TASK TO COMPLETE |
What is needed is an exact transcription of every entry below.

(Collected data entries)
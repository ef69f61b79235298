use std::env;

use chrono::Utc;
use orapool::{client, ConnectionConfig};

fn print_json<T: serde::Serialize>(value: &T) {
    match serde_json::to_string_pretty(value) {
        Ok(s) => println!("{}", s),
        Err(e) => eprintln!("failed to serialize: {}", e),
    }
}

fn usage() {
    eprintln!(
        "Orapool Smoke CLI\n\n\
        Commands:\n\
          ready [--client-dir <dir>]            Check instant client detection\n\
          prime [--client-dir <dir>]            Load the instant client library\n\
          open --host <host> --port <port> --service <service> --user <user> \\\n\
               [--pass <pass>] [--protocol <proto>] [--timezone <tz>] \\\n\
               [--extra <k=v&k=v>] [--debug] [--max-open <n>] [--max-idle <n>]\n\
                                                Open a pool and ping it\n\
        \n\
        The password falls back to the PASSWORD environment variable.\n\
        "
    );
}

fn flag_value(args: &[String], name: &str) -> Option<String> {
    args.iter()
        .position(|a| a == name)
        .and_then(|i| args.get(i + 1))
        .cloned()
}

fn cmd_ready(args: &[String]) -> i32 {
    let custom = flag_value(args, "--client-dir");
    let dir = client::resolve_client_path(custom.as_deref());
    let ready = client::check_client_ready(custom.as_deref());
    print_json(&serde_json::json!({
        "ready": ready,
        "client_dir": dir.display().to_string(),
        "primed": client::is_client_primed(),
    }));
    if ready {
        0
    } else {
        1
    }
}

fn cmd_prime(args: &[String]) -> i32 {
    let custom = flag_value(args, "--client-dir");
    match client::prime_client(custom.as_deref()) {
        Ok(()) => {
            print_json(&serde_json::json!({ "primed": true }));
            0
        }
        Err(e) => {
            eprintln!("prime failed: {}", e);
            1
        }
    }
}

fn cmd_open(args: &[String]) -> i32 {
    let host = flag_value(args, "--host");
    let port = flag_value(args, "--port").and_then(|p| p.parse::<u16>().ok());
    let service = flag_value(args, "--service");
    let user = flag_value(args, "--user");
    let (host, port, service, user) = match (host, port, service, user) {
        (Some(h), Some(p), Some(s), Some(u)) => (h, p, s, u),
        _ => {
            usage();
            return 2;
        }
    };
    let pass = flag_value(args, "--pass")
        .or_else(|| env::var("PASSWORD").ok())
        .unwrap_or_default();

    let mut config = ConnectionConfig::new(
        host,
        port,
        flag_value(args, "--protocol").unwrap_or_else(|| "tcp".to_string()),
        service,
        user,
        pass,
        flag_value(args, "--max-open")
            .and_then(|v| v.parse().ok())
            .unwrap_or(4),
        flag_value(args, "--max-idle")
            .and_then(|v| v.parse().ok())
            .unwrap_or(1),
    );
    config.timezone = flag_value(args, "--timezone").unwrap_or_default();
    config.extra = flag_value(args, "--extra").unwrap_or_default();
    config.debug = args.iter().any(|a| a == "--debug");

    match orapool::open(&config) {
        Ok(pool) => {
            print_json(&serde_json::json!({
                "live": true,
                "connect_string": pool.connect_string(),
                "timezone": pool.timezone().to_string(),
                "now": Utc::now().with_timezone(&pool.timezone()).to_rfc3339(),
            }));
            if let Err(e) = pool.close() {
                eprintln!("pool close failed: {}", e);
            }
            0
        }
        Err(e) => {
            eprintln!("open failed: {}", e);
            1
        }
    }
}

fn main() {
    env_logger::init();

    let args: Vec<String> = env::args().skip(1).collect();
    let code = match args.first().map(String::as_str) {
        Some("ready") => cmd_ready(&args[1..]),
        Some("prime") => cmd_prime(&args[1..]),
        Some("open") => cmd_open(&args[1..]),
        _ => {
            usage();
            2
        }
    };
    std::process::exit(code);
}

EXERCISE RESPONSE |
repository ef69f61b79235298
use std::env;

use chrono::Utc;
use orapool::{client, ConnectionConfig};

fn print_json<T: serde::Serialize>(value: &T) {
    match serde_json::to_string_pretty(value) {
        Ok(s) => println!("{}", s),
        Err(e) => eprintln!("failed to serialize: {}", e),
    }
}

fn usage() {
    eprintln!(
        "Orapool Smoke CLI\n\n\
        Commands:\n\
          ready [--client-dir <dir>]            Check instant client detection\n\
          prime [--client-dir <dir>]            Load the instant client library\n\
          open --host <host> --port <port> --service <service> --user <user> \\\n\
               [--pass <pass>] [--protocol <proto>] [--timezone <tz>] \\\n\
               [--extra <k=v&k=v>] [--debug] [--max-open <n>] [--max-idle <n>]\n\
                                                Open a pool and ping it\n\
        \n\
        The password falls back to the PASSWORD environment variable.\n\
        "
    );
}

fn flag_value(args: &[String], name: &str) -> Option<String> {
    args.iter()
        .position(|a| a == name)
        .and_then(|i| args.get(i + 1))
        .cloned()
}

fn cmd_ready(args: &[String]) -> i32 {
    let custom = flag_value(args, "--client-dir");
    let dir = client::resolve_client_path(custom.as_deref());
    let ready = client::check_client_ready(custom.as_deref());
    print_json(&serde_json::json!({
        "ready": ready,
        "client_dir": dir.display().to_string(),
        "primed": client::is_client_primed(),
    }));
    if ready {
        0
    } else {
        1
    }
}

fn cmd_prime(args: &[String]) -> i32 {
    let custom = flag_value(args, "--client-dir");
    match client::prime_client(custom.as_deref()) {
        Ok(()) => {
            print_json(&serde_json::json!({ "primed": true }));
            0
        }
        Err(e) => {
            eprintln!("prime failed: {}", e);
            1
        }
    }
}

fn cmd_open(args: &[String]) -> i32 {
    let host = flag_value(args, "--host");
    let port = flag_value(args, "--port").and_then(|p| p.parse::<u16>().ok());
    let service = flag_value(args, "--service");
    let user = flag_value(args, "--user");
    let (host, port, service, user) = match (host, port, service, user) {
        (Some(h), Some(p), Some(s), Some(u)) => (h, p, s, u),
        _ => {
            usage();
            return 2;
        }
    };
    let pass = flag_value(args, "--pass")
        .or_else(|| env::var("PASSWORD").ok())
        .unwrap_or_default();

    let mut config = ConnectionConfig::new(
        host,
        port,
        flag_value(args, "--protocol").unwrap_or_else(|| "tcp".to_string()),
        service,
        user,
        pass,
        flag_value(args, "--max-open")
            .and_then(|v| v.parse().ok())
            .unwrap_or(4),
        flag_value(args, "--max-idle")
            .and_then(|v| v.parse().ok())
            .unwrap_or(1),
    );
    config.timezone = flag_value(args, "--timezone").unwrap_or_default();
    config.extra = flag_value(args, "--extra").unwrap_or_default();
    config.debug = args.iter().any(|a| a == "--debug");

    match orapool::open(&config) {
        Ok(pool) => {
            print_json(&serde_json::json!({
                "live": true,
                "connect_string": pool.connect_string(),
                "timezone": pool.timezone().to_string(),
                "now": Utc::now().with_timezone(&pool.timezone()).to_rfc3339(),
            }));
            if let Err(e) = pool.close() {
                eprintln!("pool close failed: {}", e);
            }
            0
        }
        Err(e) => {
            eprintln!("open failed: {}", e);
            1
        }
    }
}

fn main() {
    env_logger::init();

    let args: Vec<String> = env::args().skip(1).collect();
    let code = match args.first().map(String::as_str) {
        Some("ready") => cmd_ready(&args[1..]),
        Some("prime") => cmd_prime(&args[1..]),
        Some("open") => cmd_open(&args[1..]),
        _ => {
            usage();
            2
        }
    };
    std::process::exit(code);
}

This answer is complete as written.